| About this task |
Give every entry again, word for word.
::: Input material :::
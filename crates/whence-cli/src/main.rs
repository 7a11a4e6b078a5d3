use clap::Parser;
use owo_colors::OwoColorize;

mod cli;
mod commands;
mod cond_parser;
mod config;
mod util;
mod views;

fn main() {
    let config = config::load().unwrap_or_else(|error| {
        eprintln!("{} {}", "Warning:".yellow().bold(), error);
        whence_core::config::Config::default()
    });

    let cli = cli::Cli::parse();

    let result = match cli.command {
        cli::Commands::Check(command) => commands::check::check_condition(&config, command),
        cli::Commands::Next(command) => commands::next::list_upcoming(&config, command),
        cli::Commands::Last(command) => commands::last::show_last(&config, command),
        cli::Commands::Describe(command) => commands::describe::describe_condition(&config, command),
    };

    if let Err(error) = result {
        eprintln!("{} {}", "Error:".red().bold(), error);
        std::process::exit(1);
    }
}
:::
| Task answer |
filename crates/whence-cli/src/main.rs
repository 7a11a4e6b078a5d3
use clap::Parser;
use owo_colors::OwoColorize;

mod cli;
mod commands;
mod cond_parser;
mod config;
mod util;
mod views;

fn main() {
    let config = config::load().unwrap_or_else(|error| {
        eprintln!("{} {}", "Warning:".yellow().bold(), error);
        whence_core::config::Config::default()
    });

    let cli = cli::Cli::parse();

    let result = match cli.command {
        cli::Commands::Check(command) => commands::check::check_condition(&config, command),
        cli::Commands::Next(command) => commands::next::list_upcoming(&config, command),
        cli::Commands::Last(command) => commands::last::show_last(&config, command),
        cli::Commands::Describe(command) => commands::describe::describe_condition(&config, command),
    };

    if let Err(error) = result {
        eprintln!("{} {}", "Error:".red().bold(), error);
        std::process::exit(1);
    }
}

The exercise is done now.